The day it nearly failed me
I once relied on a container snapshot for a demo, and my laptop’s NVMe died two days earlier. Backups saved my code, but not the container snapshots. I had to reproduce the environment on another machine in an hour — possible, but it exposed that snapshots are convenient, not a backup strategy. Since then I push dockerfiles/ansible playbooks that re-create containers from scratch and keep small backups of database dumps on a separate cloud bucket.
Why I still prefer this to other options
Compared to Docker Compose: fewer hacks to run multiple services, easier to test full systemd behaviors. Compared to full VMs: faster to create and cheaper on disk. Compared to remote dev servers: local latency and editor responsiveness stay excellent.

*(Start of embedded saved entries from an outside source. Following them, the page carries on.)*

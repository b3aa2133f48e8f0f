use anyhow::{Context, Result};
use rand::rngs::SmallRng;
use rand::{RngCore, SeedableRng};
use sweeper_core::{GameConfig, GameSession};

use crate::command::Command;
use crate::render;

#[derive(Copy, Clone, Debug, PartialEq, Eq)]
pub enum Flow {
    /// The board changed and should be drawn again.
    Redraw,
    Unchanged,
    Quit,
}

/// Feeds parsed commands into a [`GameSession`] and keeps the seeds for new games.
pub struct Driver {
    session: GameSession,
    seeds: SmallRng,
}

impl Driver {
    /// The first board is generated from `seed` itself, later boards from seeds derived from it.
    pub fn new(config: GameConfig, seed: u64) -> Result<Self> {
        let session = GameSession::new(config, seed).context("could not place mines")?;
        Ok(Self {
            session,
            seeds: SmallRng::seed_from_u64(seed),
        })
    }

    pub fn session(&self) -> &GameSession {
        &self.session
    }

    pub fn apply(&mut self, command: Command) -> Result<Flow> {
        let changed = match command {
            Command::Reveal(coords) => {
                let delta = self.session.reveal(coords);
                log::debug!("reveal {:?}: {:?}, {} cells", coords, delta.outcome, delta.cells.len());
                if let Some(mine) = delta.mine {
                    log::info!("Mine at {:?} went off", mine);
                    self.session.reveal_all_mines();
                }
                delta.has_update()
            }
            Command::Flag(coords) => {
                let outcome = self.session.toggle_flag(coords);
                log::debug!("flag {:?}: {:?}", coords, outcome);
                outcome.has_update()
            }
            Command::NewGame => {
                let seed = self.seeds.next_u64();
                log::debug!("new game with seed {}", seed);
                self.session.restart(seed).context("could not start a new game")?;
                true
            }
            Command::Quit => return Ok(Flow::Quit),
        };

        Ok(if changed { Flow::Redraw } else { Flow::Unchanged })
    }

    pub fn render(&self) -> String {
        render::render(&self.session.snapshot())
    }
}

#[cfg(test)]
mod tests {
    use super::*;
    use sweeper_core::{CellView, EngineState};

    fn first_mine(driver: &Driver) -> (u8, u8) {
        driver
            .session()
            .board()
            .mine_layout()
            .mine_coords()
            .next()
            .unwrap()
    }

    #[test]
    fn seed_reproduces_the_first_board() {
        let a = Driver::new(GameConfig::BEGINNER, 7).unwrap();
        let b = Driver::new(GameConfig::BEGINNER, 7).unwrap();

        assert_eq!(a.session().board(), b.session().board());
        assert_eq!(
            a.session().board().mine_layout(),
            &sweeper_core::place_mines(GameConfig::BEGINNER, 7).unwrap()
        );
    }

    #[test]
    fn losing_shows_the_mines() {
        let mut driver = Driver::new(GameConfig::BEGINNER, 3).unwrap();
        let mine = first_mine(&driver);

        assert_eq!(driver.apply(Command::Reveal(mine)).unwrap(), Flow::Redraw);

        let snapshot = driver.session().snapshot();
        assert_eq!(snapshot.state, EngineState::Lost);
        assert_eq!(snapshot.view_at(mine), CellView::RevealedMine);
        let exploded = snapshot
            .cells
            .iter()
            .filter(|&&view| view == CellView::ExplodedMine)
            .count();
        assert_eq!(exploded, 9);
    }

    #[test]
    fn new_game_resets_and_quit_stops() {
        let mut driver = Driver::new(GameConfig::INTERMEDIATE, 5).unwrap();
        assert_eq!(driver.apply(Command::Flag((0, 0))).unwrap(), Flow::Redraw);
        assert_eq!(driver.session().flags_placed(), 1);

        assert_eq!(driver.apply(Command::NewGame).unwrap(), Flow::Redraw);
        assert_eq!(driver.session().flags_placed(), 0);
        assert_eq!(driver.session().config(), GameConfig::INTERMEDIATE);

        assert_eq!(driver.apply(Command::Quit).unwrap(), Flow::Quit);
    }

    #[test]
    fn ignored_gestures_skip_the_redraw() {
        let mut driver = Driver::new(GameConfig::BEGINNER, 8).unwrap();

        assert_eq!(driver.apply(Command::Reveal((9, 0))).unwrap(), Flow::Unchanged);
        assert_eq!(driver.apply(Command::Flag((0, 42))).unwrap(), Flow::Unchanged);

        let mine = first_mine(&driver);
        assert_eq!(driver.apply(Command::Flag(mine)).unwrap(), Flow::Redraw);
        assert_eq!(driver.apply(Command::Reveal(mine)).unwrap(), Flow::Unchanged);
    }

    #[test]
    fn invalid_config_is_reported() {
        assert!(Driver::new(GameConfig::new_unchecked((2, 2), 4), 1).is_err());
    }
}
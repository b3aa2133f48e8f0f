use crate::*;
pub use random::*;

mod random;

pub trait MinefieldGenerator {
    fn generate(self, config: GameConfig) -> Result<MineLayout>;
}

/// Places `config.mines` mines uniformly at random, reproducible from `seed`.
///
/// Configs that leave no safe cell or have an empty side are rejected.
pub fn place_mines(config: GameConfig, seed: u64) -> Result<MineLayout> {
    RandomMinefieldGenerator::new(seed).generate(config)
}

The takeaways I actually walk away with
If you work on Linux and your project needs multiple local services, per-branch LXD containers cut the friction of cross-branch interference. They aren’t a perfect team-wide solution — they forced me to accept a Linux-first workflow and manage disk cleanup — but for my solo feature work and on-call debugging, they recovered hours every week I was otherwise spending on process surgery.
If you’re Mac-only, consider a tiny remote LXD host (₹300/month) instead of trying to shoehorn this into macOS. If you’re on Linux: build a small base image, snapshot aggressively, and automate pruning before your SSD becomes your adversary.